(Collected data entries)
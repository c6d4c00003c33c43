// In-memory run engine and status socket for driving the core under
// paused tokio time.

#![allow(dead_code, clippy::unwrap_used)]

use std::sync::atomic::{AtomicBool, AtomicUsize, Ordering};
use std::sync::{Arc, Mutex};
use std::time::Duration;

use qserver_api::{BoxFuture, Error, RunEngineService, SocketListener, StatusSnapshot, StatusSocket};
use qserver_core::{AppContext, ConnectionConfig};
use serde_json::{Map, Value, json};

/// How the next created socket answers `connect`.
#[derive(Debug, Clone, Copy, PartialEq, Eq)]
pub enum ConnectBehavior {
    Succeed,
    Fail,
    Hang,
}

// ── FakeSocket ───────────────────────────────────────────────────────

pub struct FakeSocket {
    behavior: ConnectBehavior,
    connected: AtomicBool,
    listeners: Mutex<Vec<SocketListener>>,
    pub connects: AtomicUsize,
    pub disconnects: AtomicUsize,
}

impl FakeSocket {
    fn new(behavior: ConnectBehavior) -> Self {
        Self {
            behavior,
            connected: AtomicBool::new(false),
            listeners: Mutex::new(Vec::new()),
            connects: AtomicUsize::new(0),
            disconnects: AtomicUsize::new(0),
        }
    }

    /// Deliver a raw text frame to every listener.
    pub fn emit(&self, text: &str) {
        let listeners = self.listeners.lock().unwrap().clone();
        for listener in listeners {
            listener(text);
        }
    }

    /// Deliver a status frame with the given manager state.
    pub fn emit_status(&self, manager_state: &str) {
        let frame = json!({
            "time": 1_700_000_000.0,
            "msg": { "status": { "manager_state": manager_state, "items_in_queue": 0 } }
        });
        self.emit(&frame.to_string());
    }

    /// Simulate the server closing the stream.
    pub fn drop_connection(&self) {
        self.connected.store(false, Ordering::SeqCst);
    }
}

impl StatusSocket for FakeSocket {
    fn connect(&self) -> BoxFuture<'_, Result<(), Error>> {
        Box::pin(async move {
            self.connects.fetch_add(1, Ordering::SeqCst);
            match self.behavior {
                ConnectBehavior::Succeed => {
                    self.connected.store(true, Ordering::SeqCst);
                    Ok(())
                }
                ConnectBehavior::Fail => Err(Error::WebSocketConnect("connection refused".into())),
                ConnectBehavior::Hang => std::future::pending().await,
            }
        })
    }

    fn disconnect(&self) {
        self.disconnects.fetch_add(1, Ordering::SeqCst);
        self.connected.store(false, Ordering::SeqCst);
    }

    fn is_connected(&self) -> bool {
        self.connected.load(Ordering::SeqCst)
    }

    fn add_listener(&self, listener: SocketListener) {
        self.listeners.lock().unwrap().push(listener);
    }
}

// ── FakeService ──────────────────────────────────────────────────────

pub struct FakeService {
    behavior: Mutex<ConnectBehavior>,
    sockets: Mutex<Vec<Arc<FakeSocket>>>,
    status_ok: AtomicBool,
    plans_response: Mutex<Value>,
    plans_delay: Mutex<Duration>,
    pub status_calls: AtomicUsize,
    pub plans_calls: AtomicUsize,
}

impl FakeService {
    pub fn new(behavior: ConnectBehavior) -> Arc<Self> {
        Arc::new(Self {
            behavior: Mutex::new(behavior),
            sockets: Mutex::new(Vec::new()),
            status_ok: AtomicBool::new(true),
            plans_response: Mutex::new(json!({
                "success": true,
                "msg": "",
                "plans_allowed": {
                    "count": { "name": "count", "description": "Take n readings" },
                    "scan": { "name": "scan" }
                }
            })),
            plans_delay: Mutex::new(Duration::ZERO),
            status_calls: AtomicUsize::new(0),
            plans_calls: AtomicUsize::new(0),
        })
    }

    pub fn set_behavior(&self, behavior: ConnectBehavior) {
        *self.behavior.lock().unwrap() = behavior;
    }

    pub fn set_status_ok(&self, ok: bool) {
        self.status_ok.store(ok, Ordering::SeqCst);
    }

    pub fn set_plans_response(&self, response: Value) {
        *self.plans_response.lock().unwrap() = response;
    }

    pub fn set_plans_delay(&self, delay: Duration) {
        *self.plans_delay.lock().unwrap() = delay;
    }

    pub fn sockets_created(&self) -> usize {
        self.sockets.lock().unwrap().len()
    }

    pub fn socket(&self, index: usize) -> Arc<FakeSocket> {
        Arc::clone(&self.sockets.lock().unwrap()[index])
    }

    pub fn last_socket(&self) -> Arc<FakeSocket> {
        Arc::clone(self.sockets.lock().unwrap().last().unwrap())
    }
}

impl RunEngineService for FakeService {
    fn status(&self) -> BoxFuture<'_, Result<StatusSnapshot, Error>> {
        Box::pin(async move {
            self.status_calls.fetch_add(1, Ordering::SeqCst);
            if self.status_ok.load(Ordering::SeqCst) {
                Ok(StatusSnapshot {
                    manager_state: "idle".into(),
                    extra: Map::new(),
                })
            } else {
                Err(Error::Http {
                    status: 503,
                    body: "unavailable".into(),
                })
            }
        })
    }

    fn plans_allowed_raw(&self) -> BoxFuture<'_, Result<Map<String, Value>, Error>> {
        Box::pin(async move {
            self.plans_calls.fetch_add(1, Ordering::SeqCst);
            let delay = *self.plans_delay.lock().unwrap();
            tokio::time::sleep(delay).await;
            let response = self.plans_response.lock().unwrap().clone();
            Ok(response.as_object().cloned().unwrap_or_default())
        })
    }

    fn create_status_websocket(&self) -> Result<Arc<dyn StatusSocket>, Error> {
        let socket = Arc::new(FakeSocket::new(*self.behavior.lock().unwrap()));
        self.sockets.lock().unwrap().push(Arc::clone(&socket));
        Ok(socket)
    }
}

// ── Helpers ──────────────────────────────────────────────────────────

/// Fresh context on the current (paused) runtime.
pub fn context(service: &Arc<FakeService>, config: ConnectionConfig) -> AppContext {
    AppContext::new(config, Arc::clone(service) as Arc<dyn RunEngineService>).unwrap()
}

/// Let spawned tasks run for `ms` of virtual time, then drain the event loop.
pub async fn advance(ctx: &AppContext, ms: u64) {
    tokio::time::sleep(Duration::from_millis(ms)).await;
    ctx.event_loop().flush().await;
}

Goal of the exercise —
All lines in the data above from the one with "pub fn sockets_created(&self)" through the one with "fn status(&self) ->" must be repeated exactly, and no others.

Expected answer —
    pub fn sockets_created(&self) -> usize {
        self.sockets.lock().unwrap().len()
    }

    pub fn socket(&self, index: usize) -> Arc<FakeSocket> {
        Arc::clone(&self.sockets.lock().unwrap()[index])
    }

    pub fn last_socket(&self) -> Arc<FakeSocket> {
        Arc::clone(self.sockets.lock().unwrap().last().unwrap())
    }
}

impl RunEngineService for FakeService {
    fn status(&self) -> BoxFuture<'_, Result<StatusSnapshot, Error>> {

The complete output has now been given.